Three factors need to be considered when assessing these first demonstration plants:
Scale-up of the gasifier to match the fuel capacity of a large gas turbine. (For Buggenum, the scale-up represented a doubling in size of the Shell oil gasifier or an eight-fold scale-up of their largest coal gasifier)
The gas turbine combustor accommodates a three-fold increase in volume flow compared with natural gas
The turbines selected for these early IGCC demonstrations were 1980s models. All the gas turbine manufacturers have introduced larger and more efficient models, which will alter the economics of new IGCC projects substantially .
Coal gasification experience Buggenum: Results from the Buggenum project in the Netherlands have been most encouraging over the past year. The design efficiency of 43 per cent has been consistently demonstrated while the reliability has been high.
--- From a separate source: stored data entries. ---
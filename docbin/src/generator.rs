use std::{fs, path::Path, thread, time::Duration};

use anyhow::{Context, Result};
use ndarray::Array4;
use ort::{
    execution_providers::{
        CPUExecutionProvider, CUDAExecutionProvider, CoreMLExecutionProvider,
        DirectMLExecutionProvider, ExecutionProviderDispatch,
    },
    session::{Session, builder::GraphOptimizationLevel},
    value::Tensor,
};
use sha2::{Digest, Sha256};
use tracing::{debug, info};

use crate::config::{Device, ModelConfig, TensorLayout};

/// Image-to-image restoration network.
///
/// Input and output are NHWC batches of one, `(1, S, S, 1)`, values in `[-1, 1]`.
pub trait Generator {
    fn predict(&mut self, input: &Array4<f32>) -> Result<Array4<f32>>;
}

/// Generator backed by an ONNX Runtime session.
#[derive(Debug)]
pub struct OnnxGenerator {
    model: Session,
    input_name: String,
    layout: TensorLayout,
}

impl OnnxGenerator {
    pub fn load(config: &ModelConfig) -> Result<Self> {
        if !config.path.exists() {
            anyhow::bail!("Missing generator model at {:?}", config.path);
        }
        if let Some(expected) = &config.sha256 {
            verify_checksum(&config.path, expected)?;
        }

        let threads = match config.threads {
            Some(threads) => threads,
            None => thread::available_parallelism()?.get(),
        };

        let model = Session::builder()?
            .with_optimization_level(GraphOptimizationLevel::Level3)?
            .with_execution_providers([execution_provider(config.device)])?
            .with_intra_threads(threads)?
            .commit_from_file(&config.path)
            .with_context(|| format!("Failed to load generator model at {:?}", config.path))?;

        let input_name = model
            .inputs
            .first()
            .map(|input| input.name.clone())
            .context("Generator model declares no inputs")?;

        info!(
            device = ?config.device,
            threads,
            "loaded generator from {:?}",
            config.path
        );
        log_session_metadata(&model);

        Ok(Self {
            model,
            input_name,
            layout: config.layout,
        })
    }
}

impl Generator for OnnxGenerator {
    fn predict(&mut self, input: &Array4<f32>) -> Result<Array4<f32>> {
        let (shape, data) = to_graph_layout(input, self.layout);
        let tensor = Tensor::from_array((shape, data))?;

        let outputs = self
            .model
            .run(ort::inputs![self.input_name.as_str() => tensor])?;
        let (shape, data) = outputs[0].try_extract_tensor::<f32>()?;

        let dims = shape.iter().map(|&d| d as usize).collect::<Vec<_>>();
        if dims.len() != 4 {
            anyhow::bail!("Generator output has rank {}, expected 4", dims.len());
        }
        let output = Array4::from_shape_vec((dims[0], dims[1], dims[2], dims[3]), data.to_vec())?;

        Ok(from_graph_layout(output, self.layout))
    }
}

/// Flatten an NHWC tensor in the graph's layout, row-major.
pub fn to_graph_layout(input: &Array4<f32>, layout: TensorLayout) -> (Vec<usize>, Vec<f32>) {
    let view = match layout {
        TensorLayout::Nhwc => input.view(),
        TensorLayout::Nchw => input.view().permuted_axes([0, 3, 1, 2]),
    };
    let shape = view.shape().to_vec();
    let data = view.iter().copied().collect();
    (shape, data)
}

/// Reinterpret a graph output as NHWC.
pub fn from_graph_layout(output: Array4<f32>, layout: TensorLayout) -> Array4<f32> {
    match layout {
        TensorLayout::Nhwc => output,
        TensorLayout::Nchw => output.permuted_axes([0, 2, 3, 1]),
    }
}

fn execution_provider(device: Device) -> ExecutionProviderDispatch {
    match device {
        Device::Cpu => CPUExecutionProvider::default().build(),
        Device::Cuda => CUDAExecutionProvider::default().build(),
        Device::DirectMl => DirectMLExecutionProvider::default().build(),
        Device::CoreMl => CoreMLExecutionProvider::default().build(),
    }
}

fn log_session_metadata(session: &Session) {
    for (i, input) in session.inputs.iter().enumerate() {
        debug!("  Input {}: {} - {:?}", i, input.name, input.input_type);
    }
    for (i, output) in session.outputs.iter().enumerate() {
        debug!("  Output {}: {} - {:?}", i, output.name, output.output_type);
    }
}

/// Run one blank prediction so session setup cost is paid before the batch.
pub fn warm_up(generator: &mut dyn Generator, input_size: u32) -> Result<Duration> {
    let dummy = Array4::zeros((1, input_size as usize, input_size as usize, 1));

    let start = std::time::Instant::now();
    generator.predict(&dummy).context("Generator warmup failed")?;
    let elapsed = start.elapsed();

    info!("Warmup completed in {}ms", elapsed.as_millis());
    Ok(elapsed)
}

/// SHA-256 of a file as lowercase hex.
pub fn file_sha256(path: &Path) -> Result<String> {
    let content = fs::read(path).with_context(|| format!("Failed to read {:?}", path))?;
    Ok(format!("{:x}", Sha256::digest(&content)))
}

pub fn verify_checksum(path: &Path, expected: &str) -> Result<()> {
    let actual = file_sha256(path)?;
    if !actual.eq_ignore_ascii_case(expected.trim()) {
        return Err(anyhow::anyhow!(
            "Checksum mismatch for {:?}: expected {}, got {}",
            path,
            expected,
            actual
        ));
    }
    Ok(())
}

#[cfg(test)]
mod tests {
    use super::*;

    #[test]
    fn checksum_matches_known_digest() {
        let dir = tempfile::tempdir().unwrap();
        let path = dir.path().join("model.onnx");
        fs::write(&path, b"abc").unwrap();

        let digest = file_sha256(&path).unwrap();
        assert_eq!(
            digest,
            "ba7816bf8f01cfea414140de5dae2223b00361a396177a9cb410ff61f20015ad"
        );
        assert!(verify_checksum(&path, &digest.to_uppercase()).is_ok());
        assert!(verify_checksum(&path, "00").is_err());
    }

    #[test]
    fn missing_model_is_reported() {
        let config = ModelConfig {
            path: "no/such/generator.onnx".into(),
            ..Default::default()
        };
        let err = OnnxGenerator::load(&config).unwrap_err();
        assert!(err.to_string().contains("no/such/generator.onnx"));
    }

    #[test]
    fn nchw_plane_is_flattened_row_major() {
        // 2x3 single-channel plane, value = row * 10 + col
        let input = Array4::from_shape_fn((1, 2, 3, 1), |(_, y, x, _)| (y * 10 + x) as f32);

        let (shape, data) = to_graph_layout(&input, TensorLayout::Nchw);
        assert_eq!(shape, [1, 1, 2, 3]);
        assert_eq!(data, [0.0, 1.0, 2.0, 10.0, 11.0, 12.0]);

        let (shape, _) = to_graph_layout(&input, TensorLayout::Nhwc);
        assert_eq!(shape, [1, 2, 3, 1]);
    }

    #[test]
    fn nchw_channels_are_planar() {
        // two channels: c0 = 0..6, c1 = 100..106 in NHWC
        let input =
            Array4::from_shape_fn((1, 2, 3, 2), |(_, y, x, c)| (c * 100 + y * 3 + x) as f32);

        let (_, data) = to_graph_layout(&input, TensorLayout::Nchw);
        assert_eq!(&data[..6], &[0.0, 1.0, 2.0, 3.0, 4.0, 5.0]);
        assert_eq!(&data[6..], &[100.0, 101.0, 102.0, 103.0, 104.0, 105.0]);

        let (_, data) = to_graph_layout(&input, TensorLayout::Nhwc);
        assert_eq!(&data[..4], &[0.0, 100.0, 1.0, 101.0]);
    }

    #[test]
    fn layout_conversion_round_trips() {
        let input =
            Array4::from_shape_fn((1, 4, 5, 2), |(_, y, x, c)| (c * 1000 + y * 10 + x) as f32);

        for layout in [TensorLayout::Nhwc, TensorLayout::Nchw] {
            let (shape, data) = to_graph_layout(&input, layout);
            let graph_output =
                Array4::from_shape_vec((shape[0], shape[1], shape[2], shape[3]), data).unwrap();
            let restored = from_graph_layout(graph_output, layout);
            assert_eq!(restored, input, "{layout:?}");
        }
    }

    struct Echo;

    impl Generator for Echo {
        fn predict(&mut self, input: &Array4<f32>) -> Result<Array4<f32>> {
            Ok(input.clone())
        }
    }

    #[test]
    fn warm_up_runs_blank_input() {
        assert!(warm_up(&mut Echo, 16).is_ok());
    }
}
The Shell gasifier has performed very well and the vibration problems related to the turbine combustors have now been solved. Demkolec has been experimenting successfully with reducing the cost of feedstock by blending lower quality coal and petroleum coke. This has not had any adverse effect on performance and has enabled the plant to generate competitively into the grid.
The target performance for 1999 is an availability of 90 per cent. The environmental performance has been outstanding, with NOx levels on syngas considerably lower than the corresponding levels from natural gas operation and well below the levels specified in the operating licence. This makes Buggenum the cleanest coal based power plant in Europe.
Puertollano: There is insufficient operating experience to make valid observations or comment at this stage. The feedstock is undoubtedly a challenge, being a blend of high ash local coal and high sulphur petcoke. The requirements of the EU’s Thermie support grant also dictated that an unproven and non-commercial gasifier had to be chosen, which must have exacerbated the problems associated with an innovative technology on a fuel blend which had never been used before. The delays associated with operating on synthesis gas have primarily resulted from the gas turbine combustor and it is unfortunate that some of the early Buggenum problems have recurred at Puertollano.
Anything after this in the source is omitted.